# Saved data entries
####

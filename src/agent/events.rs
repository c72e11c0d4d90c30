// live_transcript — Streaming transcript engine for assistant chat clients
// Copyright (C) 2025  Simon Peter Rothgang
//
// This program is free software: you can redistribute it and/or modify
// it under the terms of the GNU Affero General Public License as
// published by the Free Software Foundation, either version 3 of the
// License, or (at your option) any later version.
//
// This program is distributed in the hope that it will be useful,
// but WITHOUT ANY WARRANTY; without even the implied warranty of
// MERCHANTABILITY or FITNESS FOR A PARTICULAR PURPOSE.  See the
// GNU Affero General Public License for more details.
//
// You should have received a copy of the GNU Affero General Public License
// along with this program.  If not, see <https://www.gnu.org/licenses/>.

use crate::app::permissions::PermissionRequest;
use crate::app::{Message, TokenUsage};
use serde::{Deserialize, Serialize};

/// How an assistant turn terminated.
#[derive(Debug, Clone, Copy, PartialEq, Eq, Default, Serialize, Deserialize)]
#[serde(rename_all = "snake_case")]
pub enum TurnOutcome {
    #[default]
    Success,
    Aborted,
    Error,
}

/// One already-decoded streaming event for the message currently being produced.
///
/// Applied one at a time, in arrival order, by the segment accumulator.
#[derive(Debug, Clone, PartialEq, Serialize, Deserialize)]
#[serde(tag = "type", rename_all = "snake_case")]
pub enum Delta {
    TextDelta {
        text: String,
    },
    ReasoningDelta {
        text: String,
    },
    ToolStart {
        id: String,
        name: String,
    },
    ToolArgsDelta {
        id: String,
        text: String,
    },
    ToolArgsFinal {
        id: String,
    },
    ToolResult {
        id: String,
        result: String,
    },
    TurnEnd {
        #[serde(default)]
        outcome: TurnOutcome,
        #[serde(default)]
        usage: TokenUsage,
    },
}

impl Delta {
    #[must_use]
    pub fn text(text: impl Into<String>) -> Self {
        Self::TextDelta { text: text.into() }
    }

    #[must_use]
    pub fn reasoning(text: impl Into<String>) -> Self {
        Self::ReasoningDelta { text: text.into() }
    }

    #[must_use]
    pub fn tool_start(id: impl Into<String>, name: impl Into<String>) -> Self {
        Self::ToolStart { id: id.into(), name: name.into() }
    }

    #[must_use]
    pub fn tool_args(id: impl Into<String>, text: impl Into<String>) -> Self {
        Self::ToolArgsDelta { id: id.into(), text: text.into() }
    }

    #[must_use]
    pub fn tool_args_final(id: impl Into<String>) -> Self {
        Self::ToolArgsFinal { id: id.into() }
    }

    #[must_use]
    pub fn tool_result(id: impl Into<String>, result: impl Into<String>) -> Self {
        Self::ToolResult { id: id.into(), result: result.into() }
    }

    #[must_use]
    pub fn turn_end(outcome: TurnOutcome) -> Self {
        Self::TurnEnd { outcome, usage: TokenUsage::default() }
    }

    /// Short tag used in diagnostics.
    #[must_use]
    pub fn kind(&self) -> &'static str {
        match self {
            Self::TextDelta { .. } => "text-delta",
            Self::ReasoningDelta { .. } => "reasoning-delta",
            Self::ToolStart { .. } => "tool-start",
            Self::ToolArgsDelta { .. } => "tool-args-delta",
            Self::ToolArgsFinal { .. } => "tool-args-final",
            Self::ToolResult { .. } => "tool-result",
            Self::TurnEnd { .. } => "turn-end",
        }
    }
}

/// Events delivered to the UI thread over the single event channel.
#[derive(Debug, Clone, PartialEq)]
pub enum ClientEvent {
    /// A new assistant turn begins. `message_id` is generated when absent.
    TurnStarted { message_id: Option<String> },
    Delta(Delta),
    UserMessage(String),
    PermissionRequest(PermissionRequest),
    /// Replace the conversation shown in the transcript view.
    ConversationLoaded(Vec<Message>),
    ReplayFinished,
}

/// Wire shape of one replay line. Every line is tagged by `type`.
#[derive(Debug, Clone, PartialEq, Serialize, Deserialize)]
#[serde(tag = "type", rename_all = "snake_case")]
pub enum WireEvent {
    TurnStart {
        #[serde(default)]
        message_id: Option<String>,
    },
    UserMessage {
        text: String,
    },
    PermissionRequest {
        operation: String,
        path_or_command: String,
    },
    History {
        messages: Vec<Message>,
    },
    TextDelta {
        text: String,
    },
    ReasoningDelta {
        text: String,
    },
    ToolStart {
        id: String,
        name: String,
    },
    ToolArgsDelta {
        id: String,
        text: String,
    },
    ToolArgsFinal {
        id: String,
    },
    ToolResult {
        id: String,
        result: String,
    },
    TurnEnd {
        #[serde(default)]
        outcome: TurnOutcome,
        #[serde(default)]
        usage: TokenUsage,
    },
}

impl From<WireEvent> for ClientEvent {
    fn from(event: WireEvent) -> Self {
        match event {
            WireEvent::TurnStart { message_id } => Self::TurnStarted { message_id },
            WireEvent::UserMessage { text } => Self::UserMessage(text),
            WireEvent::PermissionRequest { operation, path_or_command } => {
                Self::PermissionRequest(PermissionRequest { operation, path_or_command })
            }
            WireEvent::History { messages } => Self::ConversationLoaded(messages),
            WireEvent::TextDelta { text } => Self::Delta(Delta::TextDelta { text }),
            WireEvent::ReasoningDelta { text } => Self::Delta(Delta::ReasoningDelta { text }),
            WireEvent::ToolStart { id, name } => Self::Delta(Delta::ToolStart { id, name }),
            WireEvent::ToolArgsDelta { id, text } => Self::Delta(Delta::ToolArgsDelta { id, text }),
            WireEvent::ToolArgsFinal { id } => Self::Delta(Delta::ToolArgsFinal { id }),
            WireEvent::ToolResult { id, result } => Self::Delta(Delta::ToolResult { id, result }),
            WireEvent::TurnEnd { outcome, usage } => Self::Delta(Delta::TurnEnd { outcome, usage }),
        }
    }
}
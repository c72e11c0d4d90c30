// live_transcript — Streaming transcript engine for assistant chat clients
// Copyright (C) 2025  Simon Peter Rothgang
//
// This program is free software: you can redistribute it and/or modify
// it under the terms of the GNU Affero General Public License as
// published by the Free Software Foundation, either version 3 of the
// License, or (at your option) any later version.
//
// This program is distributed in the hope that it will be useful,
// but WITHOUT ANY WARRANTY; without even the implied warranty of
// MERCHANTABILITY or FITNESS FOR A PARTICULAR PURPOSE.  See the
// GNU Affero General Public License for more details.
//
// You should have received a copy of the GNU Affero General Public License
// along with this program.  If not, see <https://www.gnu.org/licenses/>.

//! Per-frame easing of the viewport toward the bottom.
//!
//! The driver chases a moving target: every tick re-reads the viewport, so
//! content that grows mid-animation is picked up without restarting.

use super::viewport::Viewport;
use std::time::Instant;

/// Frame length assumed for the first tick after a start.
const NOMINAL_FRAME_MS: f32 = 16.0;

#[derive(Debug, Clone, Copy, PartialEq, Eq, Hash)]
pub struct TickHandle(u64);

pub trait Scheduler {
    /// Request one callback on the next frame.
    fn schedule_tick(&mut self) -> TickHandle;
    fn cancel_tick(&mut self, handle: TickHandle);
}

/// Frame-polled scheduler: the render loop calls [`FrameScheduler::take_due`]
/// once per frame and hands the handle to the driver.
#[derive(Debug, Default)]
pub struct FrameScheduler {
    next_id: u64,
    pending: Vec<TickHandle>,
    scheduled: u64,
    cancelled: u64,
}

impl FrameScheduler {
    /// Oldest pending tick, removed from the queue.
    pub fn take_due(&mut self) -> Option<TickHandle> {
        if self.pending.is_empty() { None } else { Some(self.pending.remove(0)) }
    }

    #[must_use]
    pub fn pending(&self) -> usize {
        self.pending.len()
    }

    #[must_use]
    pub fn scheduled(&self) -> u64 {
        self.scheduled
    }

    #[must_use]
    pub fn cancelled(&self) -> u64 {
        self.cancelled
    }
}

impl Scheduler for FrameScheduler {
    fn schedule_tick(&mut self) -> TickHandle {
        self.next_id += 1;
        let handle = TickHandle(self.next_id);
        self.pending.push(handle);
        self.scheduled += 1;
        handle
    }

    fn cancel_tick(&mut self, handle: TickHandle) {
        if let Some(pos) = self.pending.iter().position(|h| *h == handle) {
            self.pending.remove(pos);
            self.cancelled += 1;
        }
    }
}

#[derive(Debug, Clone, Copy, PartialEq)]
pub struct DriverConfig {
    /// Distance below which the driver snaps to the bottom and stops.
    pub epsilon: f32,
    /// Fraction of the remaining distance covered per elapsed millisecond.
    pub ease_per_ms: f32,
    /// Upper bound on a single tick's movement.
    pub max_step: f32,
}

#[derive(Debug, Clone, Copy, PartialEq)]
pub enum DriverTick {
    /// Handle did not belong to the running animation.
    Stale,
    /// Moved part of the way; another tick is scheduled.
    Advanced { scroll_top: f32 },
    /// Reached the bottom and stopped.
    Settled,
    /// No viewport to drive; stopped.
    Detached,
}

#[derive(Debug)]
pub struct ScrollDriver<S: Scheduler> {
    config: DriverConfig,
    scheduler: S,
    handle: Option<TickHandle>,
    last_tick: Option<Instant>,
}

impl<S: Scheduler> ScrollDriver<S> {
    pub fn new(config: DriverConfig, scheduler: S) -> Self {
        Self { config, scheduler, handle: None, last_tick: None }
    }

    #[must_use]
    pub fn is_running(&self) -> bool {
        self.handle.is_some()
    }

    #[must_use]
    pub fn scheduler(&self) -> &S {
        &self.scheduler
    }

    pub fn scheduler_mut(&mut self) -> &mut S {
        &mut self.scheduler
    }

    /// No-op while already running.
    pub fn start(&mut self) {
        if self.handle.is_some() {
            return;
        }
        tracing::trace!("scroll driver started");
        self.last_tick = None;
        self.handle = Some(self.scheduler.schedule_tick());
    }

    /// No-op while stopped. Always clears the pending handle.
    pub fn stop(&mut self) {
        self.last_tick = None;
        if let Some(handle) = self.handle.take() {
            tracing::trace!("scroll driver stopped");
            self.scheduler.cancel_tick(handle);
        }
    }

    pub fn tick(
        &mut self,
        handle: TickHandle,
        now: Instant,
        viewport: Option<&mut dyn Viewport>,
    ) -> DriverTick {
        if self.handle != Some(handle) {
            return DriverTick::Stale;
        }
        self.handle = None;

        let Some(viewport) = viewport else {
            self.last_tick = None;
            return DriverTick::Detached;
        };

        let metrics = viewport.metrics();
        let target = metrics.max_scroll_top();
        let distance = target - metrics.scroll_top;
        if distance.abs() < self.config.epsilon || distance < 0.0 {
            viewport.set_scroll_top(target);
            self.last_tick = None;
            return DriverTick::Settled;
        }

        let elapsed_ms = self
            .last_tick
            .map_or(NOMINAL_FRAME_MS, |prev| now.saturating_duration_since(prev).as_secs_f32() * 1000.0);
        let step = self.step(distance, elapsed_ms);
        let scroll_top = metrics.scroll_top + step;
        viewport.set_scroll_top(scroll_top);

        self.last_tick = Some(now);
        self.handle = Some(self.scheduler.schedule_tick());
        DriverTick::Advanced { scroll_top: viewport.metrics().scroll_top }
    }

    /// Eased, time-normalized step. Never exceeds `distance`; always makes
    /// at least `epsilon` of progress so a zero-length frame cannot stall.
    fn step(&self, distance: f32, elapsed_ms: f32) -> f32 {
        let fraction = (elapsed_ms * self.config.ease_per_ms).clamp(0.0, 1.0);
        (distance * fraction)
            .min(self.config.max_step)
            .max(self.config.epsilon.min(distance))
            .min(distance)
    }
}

####

# How to complete this task
Retype the entries above exactly, but only from the line containing "impl<S: Scheduler> ScrollDriver<S>" through the line containing "pub fn scheduler(&self)", both included.

# Finished task
impl<S: Scheduler> ScrollDriver<S> {
    pub fn new(config: DriverConfig, scheduler: S) -> Self {
        Self { config, scheduler, handle: None, last_tick: None }
    }

    #[must_use]
    pub fn is_running(&self) -> bool {
        self.handle.is_some()
    }

    #[must_use]
    pub fn scheduler(&self) -> &S {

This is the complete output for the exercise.